**Work to be completed:**
Provide the number of lines in the records that hold the string "committed", without any other words.

*** Task material

//! Master binary

use clap::{Parser, Subcommand};
use std::path::PathBuf;
use tidemaster::common::{connection_string, Config};
use tidemaster::coordinator::ClusterStatus;
use tidemaster::MasterServer;
use tracing_subscriber::{layer::SubscriberExt, util::SubscriberInitExt};

#[derive(Parser)]
#[command(name = "tidemaster")]
#[command(about = "tidemaster: replicated master for a volume storage cluster", version)]
struct Cli {
    #[command(subcommand)]
    command: Commands,
}

#[derive(Subcommand)]
enum Commands {
    /// Start a master server
    Serve {
        /// Address other masters use to reach this one
        #[arg(long)]
        ip: Option<String>,

        /// HTTP port
        #[arg(long)]
        port: Option<u16>,

        /// Data directory for raft state
        #[arg(long)]
        mdir: Option<PathBuf>,

        /// All masters of the cluster, this one included (comma-separated)
        #[arg(long, value_delimiter = ',')]
        peers: Vec<String>,

        /// Base election timeout is pulse * 500ms
        #[arg(long)]
        pulse_seconds: Option<u64>,

        /// TOML config file
        #[arg(long)]
        config: Option<PathBuf>,
    },

    /// Print a master's view of the cluster
    Status {
        /// Master to ask, host:port
        #[arg(long, default_value = "localhost:9333")]
        master: String,
    },
}

#[tokio::main]
async fn main() -> anyhow::Result<()> {
    let cli = Cli::parse();

    match cli.command {
        Commands::Serve {
            ip,
            port,
            mdir,
            peers,
            pulse_seconds,
            config,
        } => {
            // file and environment first, CLI flags win
            let mut config = Config::load(config.as_deref())?;
            init_tracing(&config.log_level);

            let master = &mut config.master;
            if let Some(ip) = ip {
                master.ip = ip;
            }
            if let Some(port) = port {
                master.port = port;
            }
            if let Some(mdir) = mdir {
                master.data_dir = mdir;
            }
            if !peers.is_empty() {
                master.peers = peers;
            }
            if let Some(pulse) = pulse_seconds {
                master.pulse_seconds = pulse;
            }
            master.validate()?;

            MasterServer::new(config.master).serve().await?;
        }
        Commands::Status { master } => {
            init_tracing("warn");
            let url = format!("{}/cluster/status", connection_string(&master));
            let status: ClusterStatus = reqwest::get(&url).await?.error_for_status()?.json().await?;
            println!("{}", serde_json::to_string_pretty(&status)?);
        }
    }

    Ok(())
}

fn init_tracing(default_level: &str) {
    tracing_subscriber::registry()
        .with(
            tracing_subscriber::EnvFilter::try_from_default_env()
                .unwrap_or_else(|_| default_level.into()),
        )
        .with(tracing_subscriber::fmt::layer())
        .init();
}
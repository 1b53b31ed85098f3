//! Cluster-wide volume id allocation
//!
//! The leader hands out ids by replicating `max + 1`. A barrier entry is
//! committed once per term so the state it reads includes every entry of
//! earlier leaders.

use crate::common::{Error, Result};
use crate::coordinator::raft_node::RaftNode;
use crate::topology::{Command, VolumeId};
use tokio::sync::Mutex;

#[derive(Debug, Default)]
pub struct VolumeIdSequencer {
    /// Term in which the last read barrier committed
    barrier_term: Mutex<u64>,
}

impl VolumeIdSequencer {
    pub fn new() -> Self {
        Self::default()
    }

    /// Allocate the next volume id. Calls are serialized.
    pub async fn next_volume_id(&self, raft: &RaftNode) -> Result<VolumeId> {
        let mut barrier_term = self.barrier_term.lock().await;
        if !raft.is_leader() {
            return Err(Error::NotLeader(raft.current_leader().unwrap_or_default()));
        }

        let term = raft.term();
        if *barrier_term != term {
            raft.propose(Command::NoOp).await?;
            *barrier_term = term;
        }

        let next = raft.topology().next_volume_id();
        raft.propose(Command::max_volume_id(next)).await?;
        tracing::info!("Allocated volume id {}", next);
        Ok(next)
    }
}
impl RaftStorage {
    /// Open (creating if needed) the store and load whatever it holds.
    pub fn open(dir: impl AsRef<Path>) -> Result<(Self, PersistedState)> {
        let dir = dir.as_ref().to_path_buf();
        fs::create_dir_all(dir.join(SNAPSHOT_DIR))?;

        let config = PersistedConfig::read(&dir.join(CONF_FILE))?;
        let snapshot = Self::load_latest_snapshot(&dir)?;
        let base_index = snapshot.as_ref().map(|s| s.last_index).unwrap_or(0);

        let log_path = dir.join(LOG_FILE);
        let entries: Vec<LogEntry> = Self::read_log(&log_path)?
            .into_iter()
            .filter(|e| e.index > base_index)
            .collect();

        for (offset, entry) in entries.iter().enumerate() {
            let expected = base_index + 1 + offset as u64;
            if entry.index != expected {
                return Err(Error::Corrupted(format!(
                    "log gap: expected index {}, found {}",
                    expected, entry.index
                )));
            }
        }

        let file = OpenOptions::new()
            .create(true)
            .append(true)
            .open(&log_path)?;

        Ok((
            Self {
                dir,
                writer: BufWriter::new(file),
                max_frame_len: MAX_FRAME_LEN,
            },
            PersistedState {
                config,
                snapshot,
                entries,
            },
        ))
    }

    /// Append entries and sync them to disk.
    ///
    /// All or nothing: on failure the file is cut back to its previous
    /// length so later appends never land behind a partial frame.
    pub fn append(&mut self, entries: &[LogEntry]) -> Result<()> {
        if entries.is_empty() {
            return Ok(());
        }
        let start = self.writer.get_ref().metadata()?.len();
        match self.write_entries(entries) {
            Ok(()) => Ok(()),
            Err(e) => {
                if let Err(rollback) = self.truncate_to(start) {
                    tracing::error!(
                        offset = start,
                        error = %rollback,
                        "Could not roll back a failed log append"
                    );
                    return Err(Error::Corrupted(format!(
                        "log append failed ({}) and left a partial tail",
                        e
                    )));
                }
                Err(e)
            }
        }
    }

    fn write_entries(&mut self, entries: &[LogEntry]) -> Result<()> {
        for entry in entries {
            Self::write_frame(&mut self.writer, entry, self.max_frame_len)?;
        }
        self.writer.flush()?;
        self.writer.get_ref().sync_data()?;
        Ok(())
    }

    /// Drop any buffered bytes and cut the log file back to `len`
    fn truncate_to(&mut self, len: u64) -> Result<()> {
        let log_path = self.dir.join(LOG_FILE);
        let fresh = BufWriter::new(OpenOptions::new().append(true).open(&log_path)?);
        // into_parts discards the buffer instead of flushing it on drop
        let (_, _unwritten) = std::mem::replace(&mut self.writer, fresh).into_parts();
        let file = OpenOptions::new().write(true).open(&log_path)?;
        file.set_len(len)?;
        file.sync_all()?;
        Ok(())
    }

    /// Replace the whole log with `entries` (used for truncation and compaction)
    pub fn rewrite_log(&mut self, entries: &[LogEntry]) -> Result<()> {
        let log_path = self.dir.join(LOG_FILE);
        let tmp_path = self.dir.join("log.tmp");
        {
            let mut tmp = BufWriter::new(File::create(&tmp_path)?);
            for entry in entries {
                Self::write_frame(&mut tmp, entry, self.max_frame_len)?;
            }
            tmp.flush()?;
            tmp.get_ref().sync_all()?;
        }
        fs::rename(&tmp_path, &log_path)?;

        let file = OpenOptions::new().append(true).open(&log_path)?;
        self.writer = BufWriter::new(file);
        Ok(())
    }

    pub fn save_config(&self, config: &PersistedConfig) -> Result<()> {
        config.write(&self.dir.join(CONF_FILE))
    }

    /// Persist a snapshot and drop older ones
    pub fn save_snapshot(&self, snapshot: &Snapshot) -> Result<()> {
        let snap_dir = self.dir.join(SNAPSHOT_DIR);
        let name = format!("{}_{}.ss", snapshot.last_term, snapshot.last_index);
        let path = snap_dir.join(&name);
        let tmp = snap_dir.join(format!("{}.tmp", name));

        let json = serde_json::to_vec(snapshot)?;
        let mut file = File::create(&tmp)?;
        file.write_all(&json)?;
        file.sync_all()?;
        fs::rename(&tmp, &path)?;

        for entry in fs::read_dir(&snap_dir)? {
            let entry = entry?;
            if entry.path() != path {
                fs::remove_file(entry.path())?;
            }
        }
        Ok(())
    }

    /// Remove conf, log and snapshot as one unit.
    ///
    /// `conf` goes first: if the wipe is interrupted, the next start finds
    /// no conf, reports drift, and wipes the remainder.
    pub fn wipe(dir: &Path) -> Result<()> {
        for file in [CONF_FILE, "conf.tmp", LOG_FILE, "log.tmp"] {
            match fs::remove_file(dir.join(file)) {
                Ok(()) => {}
                Err(e) if e.kind() == ErrorKind::NotFound => {}
                Err(e) => return Err(e.into()),
            }
        }
        match fs::remove_dir_all(dir.join(SNAPSHOT_DIR)) {
            Ok(()) => Ok(()),
            Err(e) if e.kind() == ErrorKind::NotFound => Ok(()),
            Err(e) => Err(e.into()),
        }
    }

    fn write_frame(writer: &mut impl Write, entry: &LogEntry, max_len: u32) -> Result<()> {
        let payload = bincode::serialize(entry)?;
        if payload.len() > max_len as usize {
            return Err(Error::Internal(format!(
                "entry {} is {} bytes, over the {} byte frame limit",
                entry.index,
                payload.len(),
                max_len
            )));
        }
        writer.write_all(&(payload.len() as u32).to_le_bytes())?;
        writer.write_all(&crc32(&payload).to_le_bytes())?;
        writer.write_all(&payload)?;
        Ok(())
    }

    /// Read every intact frame; a torn or corrupt tail is cut off.
    fn read_log(path: &Path) -> Result<Vec<LogEntry>> {
        let file = match File::open(path) {
            Ok(f) => f,
            Err(e) if e.kind() == ErrorKind::NotFound => return Ok(Vec::new()),
            Err(e) => return Err(e.into()),
        };
        let file_len = file.metadata()?.len();
        let mut reader = BufReader::new(file);

        let mut entries = Vec::new();
        let mut good_offset = 0u64;
        loop {
            match Self::read_frame(&mut reader) {
                Ok(Some((entry, frame_len))) => {
                    entries.push(entry);
                    good_offset += frame_len;
                }
                Ok(None) => break,
                Err(e) => {
                    tracing::warn!(
                        path = %path.display(),
                        offset = good_offset,
                        error = %e,
                        "Discarding damaged log tail"
                    );
                    break;
                }
            }
        }

        if good_offset < file_len {
            let file = OpenOptions::new().write(true).open(path)?;
            file.set_len(good_offset)?;
            file.sync_all()?;
        }

        Ok(entries)
    }

    fn read_frame(reader: &mut impl Read) -> Result<Option<(LogEntry, u64)>> {
        let mut header = [0u8; FRAME_HEADER_LEN];
        let mut filled = 0;
        while filled < FRAME_HEADER_LEN {
            let n = reader.read(&mut header[filled..])?;
            if n == 0 {
                break;
            }
            filled += n;
        }
        if filled == 0 {
            return Ok(None);
        }
        if filled < FRAME_HEADER_LEN {
            return Err(Error::Corrupted("truncated frame header".into()));
        }

        let len = u32::from_le_bytes([header[0], header[1], header[2], header[3]]);
        let expected = u32::from_le_bytes([header[4], header[5], header[6], header[7]]);
        if len > MAX_FRAME_LEN {
            return Err(Error::Corrupted(format!("frame length {} too large", len)));
        }

        let mut payload = vec![0u8; len as usize];
        reader.read_exact(&mut payload).map_err(|e| {
            if e.kind() == ErrorKind::UnexpectedEof {
                Error::Corrupted("truncated frame payload".into())
            } else {
                Error::Io(e)
            }
        })?;

        let actual = crc32(&payload);
        if actual != expected {
            return Err(Error::ChecksumMismatch { expected, actual });
        }

        let entry: LogEntry = bincode::deserialize(&payload)?;
        Ok(Some((entry, (FRAME_HEADER_LEN + payload.len()) as u64)))
    }

    fn load_latest_snapshot(dir: &Path) -> Result<Option<Snapshot>> {
        let mut latest: Option<(u64, PathBuf)> = None;
        for entry in fs::read_dir(dir.join(SNAPSHOT_DIR))? {
            let path = entry?.path();
            if path.extension().and_then(|e| e.to_str()) != Some("ss") {
                continue;
            }
            let index = path
                .file_stem()
                .and_then(|s| s.to_str())
                .and_then(|s| s.rsplit('_').next())
                .and_then(|s| s.parse::<u64>().ok());
            if let Some(index) = index {
                if latest.as_ref().map_or(true, |(best, _)| index > *best) {
                    latest = Some((index, path));
                }
            }
        }

        match latest {
            Some((_, path)) => Ok(Some(serde_json::from_slice(&fs::read(path)?)?)),
            None => Ok(None),
        }
    }
}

******

**Exercise solution:**
2